17. The apparatus according to claim 6, wherein the line-scan or area-scan camera is configured to be calibrated with respect to a reference point or with respect to a reference line extending in the transport direction or a reference line extending transverse to the transport direction or with respect to a reference line extending perpendicularly to a plane of the transport belt.

18. The apparatus according to claim 1, further comprising a control device configured to control, based on a contour of the respective one of the labels captured by the capturing device or based on a pre-print or a contour of a pre-print on the respective one of the labels captured by the capturing device, an assigned printing process.

19. The according to claim 3, further comprising a control device configured to monitor or indicate or adjust slip of the additional transport belt element based on marks on the additional transport belt captured by the capturing device.

20. The according to claim 6, further comprising a control device configured to monitor or indicate or adjust slip of the transport belt element based on marks on the transport belt captured by the capturing device.

21. The apparatus according to claim 18, wherein the control device is configured to automatically adapt the assigned printing process when it is determined that one or both of the position and orientation of the respective one of the individual labels transported by the transport device in the capturing region has:

a different width, length, position and/or orientation than a specified target value for the width, length, position and/or orientation; or

a different width, length, position and/or orientation compared to an immediately preceding one of the individual labels in the capturing region.

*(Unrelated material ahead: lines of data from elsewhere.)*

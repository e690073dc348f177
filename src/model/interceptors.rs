/******************************************************************************
   Author: Joaquín Béjar García
   Email: jb@taunais.com
   Date: 19/10/26
******************************************************************************/

//! Request and response interceptors shared by every call.
//!
//! These are pure functions; [`crate::model::http::HttpClient`] wires them
//! around the transport and fires the side effects they return.

use crate::constants::{
    BAD_REQUEST_MESSAGE, PAGINATION_HEADER, SERVER_ERROR_ROUTE, UNAUTHORISED_MESSAGE,
};
use crate::error::{ApiError, AppError, ErrorResponse};
use crate::model::pagination::{ApiResponse, PaginatedResponse, PaginationMetadata};
use reqwest::header::HeaderMap;
use reqwest::{RequestBuilder, StatusCode};
use serde::de::DeserializeOwned;
use serde_json::{Value, json};

/// User-facing reaction to a failed call
#[derive(Debug, Clone, PartialEq)]
pub enum SideEffect {
    /// Nothing to do
    None,
    /// Show an error notification with this text
    Notify(String),
    /// Move the user to `path`, handing over `state`
    Navigate {
        /// Target route
        path: String,
        /// State handed to the target view
        state: Value,
    },
}

/// Attaches `token` as a bearer credential; an absent or empty token leaves
/// the request untouched.
pub fn authorize(request: RequestBuilder, token: Option<&str>) -> RequestBuilder {
    match token {
        Some(token) if !token.is_empty() => request.bearer_auth(token),
        _ => request,
    }
}

/// Decodes a successful body, wrapping it as a page when `headers` carry a
/// non-empty `pagination` header.
///
/// # Errors
/// Returns `AppError::Json` when the body does not decode as `T` or the
/// header is not valid pagination JSON.
pub fn normalize_response<T: DeserializeOwned>(
    headers: &HeaderMap,
    body: &[u8],
) -> Result<ApiResponse<T>, AppError> {
    let data: T = decode_body(body)?;

    match headers.get(PAGINATION_HEADER) {
        Some(raw) if !raw.as_bytes().is_empty() => {
            let meta_data = PaginationMetadata::from_header(raw.as_bytes())?;
            Ok(ApiResponse::Paginated(PaginatedResponse::new(data, meta_data)))
        }
        _ => Ok(ApiResponse::Plain(data)),
    }
}

/// Decodes a successful body: JSON is decoded as `T`, other text is handed
/// to `T` as a JSON string, an empty body as `null`.
///
/// # Errors
/// Returns `AppError::Json` when the body does not decode as `T`.
pub fn decode_body<T: DeserializeOwned>(body: &[u8]) -> Result<T, AppError> {
    Ok(serde_json::from_value(decode_value(body))?)
}

/// Decodes a body without ever failing: JSON stays JSON, other text becomes
/// a JSON string, an empty body becomes `null`.
#[must_use]
pub fn decode_value(body: &[u8]) -> Value {
    if body.iter().all(u8::is_ascii_whitespace) {
        return Value::Null;
    }
    serde_json::from_slice(body)
        .unwrap_or_else(|_| Value::String(String::from_utf8_lossy(body).into_owned()))
}

/// Classifies a failed response into the rejection returned to the caller
/// and the side effect to fire.
///
/// * 400 with `errors`: validation rejection, no side effect
/// * 400 otherwise: notify with `title` or a generic message
/// * 401: notify with `title` or "Unauthorised"
/// * 500: navigate to the server error route with `{ "error": body }`
/// * anything else: no side effect
#[must_use]
pub fn classify_failure(status: StatusCode, body: Value) -> (ApiError, SideEffect) {
    let response = ErrorResponse::new(status, body);

    match status {
        StatusCode::BAD_REQUEST => {
            if let Some(errors) = response.body.get("errors").filter(|e| is_truthy(e)) {
                let messages = flatten_errors(errors);
                return (ApiError::validation(messages, response), SideEffect::None);
            }
            let message = response.title().unwrap_or(BAD_REQUEST_MESSAGE).to_string();
            (ApiError::http(response), SideEffect::Notify(message))
        }
        StatusCode::UNAUTHORIZED => {
            let message = response.title().unwrap_or(UNAUTHORISED_MESSAGE).to_string();
            (ApiError::http(response), SideEffect::Notify(message))
        }
        StatusCode::INTERNAL_SERVER_ERROR => {
            let state = json!({ "error": response.body.clone() });
            (
                ApiError::http(response),
                SideEffect::Navigate {
                    path: SERVER_ERROR_ROUTE.to_string(),
                    state,
                },
            )
        }
        _ => (ApiError::http(response), SideEffect::None),
    }
}

/// Flattens field-level errors into messages, in the order the service sent
/// the fields.
///
/// Empty entries (`null`, `false`, `0`, `""`) are skipped. Arrays are
/// flattened one level and keep every element; a `null` element reads as
/// `"null"`. A bare string counts as one message.
#[must_use]
pub fn flatten_errors(errors: &Value) -> Vec<String> {
    let entries: Vec<&Value> = match errors {
        Value::Object(fields) => fields.values().collect(),
        Value::Array(items) => items.iter().collect(),
        Value::String(message) => return vec![message.clone()],
        _ => return Vec::new(),
    };

    let mut messages = Vec::new();
    for entry in entries.into_iter().filter(|e| is_truthy(e)) {
        match entry {
            Value::Array(items) => messages.extend(items.iter().map(to_message)),
            other => messages.push(to_message(other)),
        }
    }
    messages
}

fn to_message(value: &Value) -> String {
    match value {
        Value::String(text) => text.clone(),
        other => other.to_string(),
    }
}

fn is_truthy(value: &Value) -> bool {
    match value {
        Value::Null => false,
        Value::Bool(flag) => *flag,
        Value::Number(n) => n.as_f64().is_some_and(|n| n != 0.0),
        Value::String(text) => !text.is_empty(),
        Value::Array(_) | Value::Object(_) => true,
    }
}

22. The apparatus according to claim 21, wherein the control device is configured automatically adapt the assigned printing process within a time period from the capturing of the contour of the respective one of the labels by the capturing device and a start of the assigned printing process for the respective one of the individual labels.

23. The apparatus according to claim 22, wherein the control device is configured to adapt the assigned printing process such that the print reaches all the way to the contour of the respective one of the individual labels.

24. The apparatus according to claim 1, wherein the printing device has print head, and wherein the print head is one of a thermal head with a thermal strip, a laser printing head or an ink jet printing head.

25. The apparatus according to claim 1, wherein the transport device further comprises one or more transport rollers and/or pressure rollers.

26. The apparatus according to claim 1, further comprising a plurality of label feed devices configured in each case for providing and feeding labels to the surface of the transport belt.

27. The apparatus according to claim 26, wherein the plurality of label feed devices are independently activatable relative to one another to provide individual labels that are different from each other.

28. A method for printing labels comprising:

feeding individual labels that have either been detached from a liner or have been singulated from a strand by cutting to a surface of a transport belt of a first transport section of a transport device of an apparatus according to claim 1;

optically capturing the position and orientation of a respective one of the individual labels in the capturing region using the line-scan or area-scan camera; and

printing the respective one of the individual labels in the printing region based on the position and orientation of the respective one of the individual labels captured in the capturing region.